A common example of downcoding would be a claim submission for a posterior composite restoration and the carrier processes the claim and reimburses based on the fee for an amalgam restoration.

A payor (insurance carrier) and plan holder should have the right to decide what is covered; I don’t think that anyone would disagree with that BUT if the payors would clearly disclose and explain that these are simply “economic” decisions between the plan purchaser and the payor in a way that doesn’t interfere with the dentist-patient relationship….that would certainly go a long way in cementing the patients’ confidence in their oral health care providers professional judgement and recommendations. Just saying.

The dental office and the dentist cannot be held responsible for the plans processing policies or procedures – although there seems to be no other educational resource to take on that burden. I want to remind everyone that there is a website out there for patients to utilize. “Tooth Truth For You”. toothtruthforyou.com.  Take advantage of it and drive your patients there so they can educate themselves about how their benefits work and what they are intended to provide in terms of coverage.  Check it out for yourselves, who knows, you may learn something too.

It is vital that dentist and staff explain to patients (in advance of treatment) that the treatment plan recommended is based on medical necessity and what the dentist and the patient feel is clinically appropriate.  The treatment recommendations should not be based on plan reimbursement.

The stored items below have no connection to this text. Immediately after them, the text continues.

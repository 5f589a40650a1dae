//! Extractor registry: path → language lookup and rule-table dispatch
//!
//! The registry compiles every rule pattern once at construction and then
//! dispatches purely on data. Extraction never panics past this boundary;
//! any internal failure is an `Err` the scanner maps to an empty result.

use regex::Regex;
use std::collections::HashMap;
use std::path::Path;

use crate::error::{ParseError, ParseOutcome};
use crate::extract::rules::{DeclRule, ExportRule, GENERIC_ID, ImportRule, LANGUAGES, LanguageSpec};
use crate::types::{FileExtraction, ImportEdge, Symbol, SymbolKind};

/// Type-safe language identifier
///
/// Uses &'static str for zero-cost comparisons; the string is always a
/// compile-time constant from the language table.
#[derive(Debug, Clone, Copy, PartialEq, Eq, Hash)]
pub struct LanguageId(&'static str);

impl LanguageId {
    pub fn as_str(&self) -> &'static str {
        self.0
    }
}

impl std::fmt::Display for LanguageId {
    fn fmt(&self, f: &mut std::fmt::Formatter<'_>) -> std::fmt::Result {
        write!(f, "{}", self.0)
    }
}

/// Signature text is capped so pathological lines cannot bloat the index
const MAX_SIGNATURE_LEN: usize = 160;

struct CompiledDecl {
    regex: Regex,
    kind: SymbolKind,
    export: ExportRule,
}

struct CompiledImport {
    regex: Regex,
    split_last_segment: bool,
}

struct CompiledBlock {
    open: &'static str,
    close: &'static str,
    inner: Regex,
}

struct CompiledLanguage {
    id: LanguageId,
    decls: Vec<CompiledDecl>,
    imports: Vec<CompiledImport>,
    import_block: Option<CompiledBlock>,
}

/// Maps file paths to languages and dispatches extraction
pub struct ExtractorRegistry {
    languages: Vec<CompiledLanguage>,
    by_extension: HashMap<&'static str, usize>,
    by_filename: HashMap<&'static str, usize>,
    generic: usize,
}

impl ExtractorRegistry {
    /// Compile the full language table. Fails only if a rule pattern in the
    /// table is invalid, which is a defect caught by the unit tests.
    pub fn new() -> ParseOutcome<Self> {
        let mut languages = Vec::with_capacity(LANGUAGES.len());
        let mut by_extension = HashMap::new();
        let mut by_filename = HashMap::new();
        let mut generic = 0;

        for (idx, spec) in LANGUAGES.iter().enumerate() {
            languages.push(Self::compile(spec)?);
            for ext in spec.extensions {
                by_extension.insert(*ext, idx);
            }
            for name in spec.filenames {
                by_filename.insert(*name, idx);
            }
            if spec.id == GENERIC_ID {
                generic = idx;
            }
        }

        Ok(Self {
            languages,
            by_extension,
            by_filename,
            generic,
        })
    }

    fn compile(spec: &LanguageSpec) -> ParseOutcome<CompiledLanguage> {
        let compile_one = |pattern: &str| {
            Regex::new(pattern).map_err(|e| ParseError::RuleInit {
                language: spec.id.to_string(),
                reason: e.to_string(),
            })
        };

        let mut decls = Vec::with_capacity(spec.decls.len());
        for rule in spec.decls {
            let DeclRule {
                kind,
                pattern,
                export,
            } = *rule;
            decls.push(CompiledDecl {
                regex: compile_one(pattern)?,
                kind,
                export,
            });
        }

        let mut imports = Vec::with_capacity(spec.imports.len());
        for rule in spec.imports {
            let ImportRule {
                pattern,
                split_last_segment,
            } = *rule;
            imports.push(CompiledImport {
                regex: compile_one(pattern)?,
                split_last_segment,
            });
        }

        let import_block = match spec.import_block {
            Some(block) => Some(CompiledBlock {
                open: block.open,
                close: block.close,
                inner: compile_one(block.inner)?,
            }),
            None => None,
        };

        Ok(CompiledLanguage {
            id: LanguageId(spec.id),
            decls,
            imports,
            import_block,
        })
    }

    /// Look up the language for a path by extension or conventional
    /// extensionless file name. Returns None for unrecognized files.
    pub fn language_for_path(&self, path: &Path) -> Option<LanguageId> {
        if let Some(ext) = path.extension().and_then(|e| e.to_str()) {
            let lowered = ext.to_ascii_lowercase();
            if let Some(idx) = self.by_extension.get(lowered.as_str()) {
                return Some(self.languages[*idx].id);
            }
        }
        if let Some(name) = path.file_name().and_then(|n| n.to_str()) {
            if let Some(idx) = self.by_filename.get(name) {
                return Some(self.languages[*idx].id);
            }
        }
        None
    }

    /// Whether the scanner should index this file at all
    pub fn is_indexable(&self, path: &Path) -> bool {
        self.language_for_path(path).is_some()
    }

    /// Extract symbols and imports from one file's content.
    ///
    /// Unknown language ids dispatch to the generic fallback extractor.
    /// `file` is stamped onto every produced symbol.
    pub fn extract(
        &self,
        language: LanguageId,
        file: &Path,
        content: &str,
    ) -> ParseOutcome<FileExtraction> {
        if content.contains('\0') {
            return Err(ParseError::BinaryContent);
        }

        let lang = self
            .languages
            .iter()
            .find(|l| l.id == language)
            .unwrap_or(&self.languages[self.generic]);

        let lines: Vec<&str> = content.lines().collect();
        let mut symbols: Vec<Symbol> = Vec::new();
        let mut imports: Vec<ImportEdge> = Vec::new();
        let mut in_block = false;

        for (i, raw) in lines.iter().enumerate() {
            let line_no = (i + 1) as u32;
            // Skip pathological lines (minified bundles etc.)
            if raw.len() > 2000 {
                continue;
            }

            if in_block {
                if let Some(block) = &lang.import_block {
                    if raw.trim() == block.close {
                        in_block = false;
                    } else if let Some(caps) = block.inner.captures(raw) {
                        if let Some(module) = caps.name("module") {
                            imports.push(ImportEdge {
                                source_module: module.as_str().to_string(),
                                imported_names: Vec::new(),
                                used_by: Vec::new(),
                            });
                        }
                    }
                }
                continue;
            }

            if let Some(block) = &lang.import_block {
                if raw.trim_start().starts_with(block.open) {
                    in_block = true;
                    continue;
                }
            }

            if let Some(symbol) = match_decl(lang, file, raw, line_no) {
                symbols.push(symbol);
                continue;
            }

            if let Some(edge) = match_import(lang, raw) {
                imports.push(edge);
            }
        }

        close_spans(&mut symbols, lines.len() as u32);
        resolve_used_by(&mut imports, &symbols, &lines);

        Ok(FileExtraction { symbols, imports })
    }
}

fn match_decl(lang: &CompiledLanguage, file: &Path, line: &str, line_no: u32) -> Option<Symbol> {
    for decl in &lang.decls {
        let Some(caps) = decl.regex.captures(line) else {
            continue;
        };
        let name = caps.name("name")?.as_str().to_string();
        let exported = match decl.export {
            ExportRule::Marker => caps.name("exp").is_some(),
            ExportRule::NotUnderscore => !name.starts_with('_'),
            ExportRule::UppercaseInitial => name.chars().next().is_some_and(|c| c.is_uppercase()),
        };
        let signature = make_signature(line);
        return Some(Symbol {
            name,
            kind: decl.kind,
            start_line: line_no,
            end_line: line_no,
            exported,
            signature,
            file: file.to_path_buf(),
        });
    }
    None
}

fn match_import(lang: &CompiledLanguage, line: &str) -> Option<ImportEdge> {
    for import in &lang.imports {
        let Some(caps) = import.regex.captures(line) else {
            continue;
        };
        let mut module = caps.name("module")?.as_str().to_string();
        let mut names: Vec<String> = caps
            .name("names")
            .map(|m| split_import_names(m.as_str()))
            .unwrap_or_default();

        if import.split_last_segment && names.is_empty() {
            if let Some((prefix, last)) = module.rsplit_once("::") {
                names.push(last.to_string());
                module = prefix.to_string();
            }
        }

        return Some(ImportEdge {
            source_module: module,
            imported_names: names,
            used_by: Vec::new(),
        });
    }
    None
}

fn split_import_names(raw: &str) -> Vec<String> {
    raw.split(',')
        .map(|part| {
            let part = part.trim().trim_matches(|c| c == '(' || c == ')');
            // `x as y` binds the name y locally
            match part.rsplit_once(" as ") {
                Some((_, alias)) => alias.trim(),
                None => part,
            }
        })
        .filter(|name| !name.is_empty())
        .map(str::to_string)
        .collect()
}

fn make_signature(line: &str) -> Option<String> {
    let trimmed = line.trim().trim_end_matches('{').trim_end();
    if trimmed.is_empty() {
        return None;
    }
    let mut sig = trimmed.to_string();
    if sig.len() > MAX_SIGNATURE_LEN {
        let cut = sig
            .char_indices()
            .take_while(|(i, _)| *i < MAX_SIGNATURE_LEN)
            .last()
            .map(|(i, c)| i + c.len_utf8())
            .unwrap_or(0);
        sig.truncate(cut);
    }
    Some(sig)
}

/// Heuristic span closing: a symbol extends until the line before the next
/// declaration, or the end of file for the last one.
fn close_spans(symbols: &mut [Symbol], total_lines: u32) {
    let next_starts: Vec<u32> = symbols.iter().skip(1).map(|s| s.start_line).collect();
    for (i, symbol) in symbols.iter_mut().enumerate() {
        symbol.end_line = match next_starts.get(i) {
            Some(next) => (*next - 1).max(symbol.start_line),
            None => total_lines.max(symbol.start_line),
        };
    }
}

/// Records, per import edge, which symbols lexically use one of its
/// imported identifiers inside their line span.
fn resolve_used_by(imports: &mut [ImportEdge], symbols: &[Symbol], lines: &[&str]) {
    for edge in imports.iter_mut() {
        let probes: Vec<&str> = if edge.imported_names.iter().any(|n| n != "*") {
            edge.imported_names
                .iter()
                .filter(|n| n.as_str() != "*")
                .map(String::as_str)
                .collect()
        } else {
            // Bare import: probe for the final module path segment
            let last = edge
                .source_module
                .rsplit(|c| c == ':' || c == '.' || c == '/')
                .next()
                .unwrap_or(edge.source_module.as_str());
            if last.is_empty() { vec![] } else { vec![last] }
        };

        for symbol in symbols {
            let start = symbol.start_line as usize - 1;
            let end = (symbol.end_line as usize).min(lines.len());
            let uses = lines[start..end]
                .iter()
                .any(|line| probes.iter().any(|probe| contains_ident(line, probe)));
            if uses && !edge.used_by.contains(&symbol.name) {
                edge.used_by.push(symbol.name.clone());
            }
        }
    }
}

/// Whole-identifier containment check (no regex per probe)
fn contains_ident(haystack: &str, needle: &str) -> bool {
    if needle.is_empty() {
        return false;
    }
    let bytes = haystack.as_bytes();
    let mut from = 0;
    while let Some(pos) = haystack[from..].find(needle) {
        let start = from + pos;
        let end = start + needle.len();
        let left_ok = start == 0 || !is_ident_byte(bytes[start - 1]);
        let right_ok = end >= bytes.len() || !is_ident_byte(bytes[end]);
        if left_ok && right_ok {
            return true;
        }
        // Step over the first char of the match; a fixed +1 can land inside
        // a multi-byte character and panic on the reslice
        from = start + haystack[start..].chars().next().map_or(1, char::len_utf8);
    }
    false
}

fn is_ident_byte(b: u8) -> bool {
    b == b'_' || b.is_ascii_alphanumeric()
}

What can you do if a claim is bundled or downcoded or in your opinion not processed correctly? You can appeal the claim in writing.  Include any additional supporting documentation and consider additional copies of radiographic images, perio charting or narrative descriptions to support your claim for reconsideration.  Keep in mind, if you are a participating provider, then you already agree to the insurance carriers’ policies and procedures for claim processing; that includes bundling and downcoding. For anyone left out there that doesn’t participate – you win the prize- you get to charge your patients for the services you provide.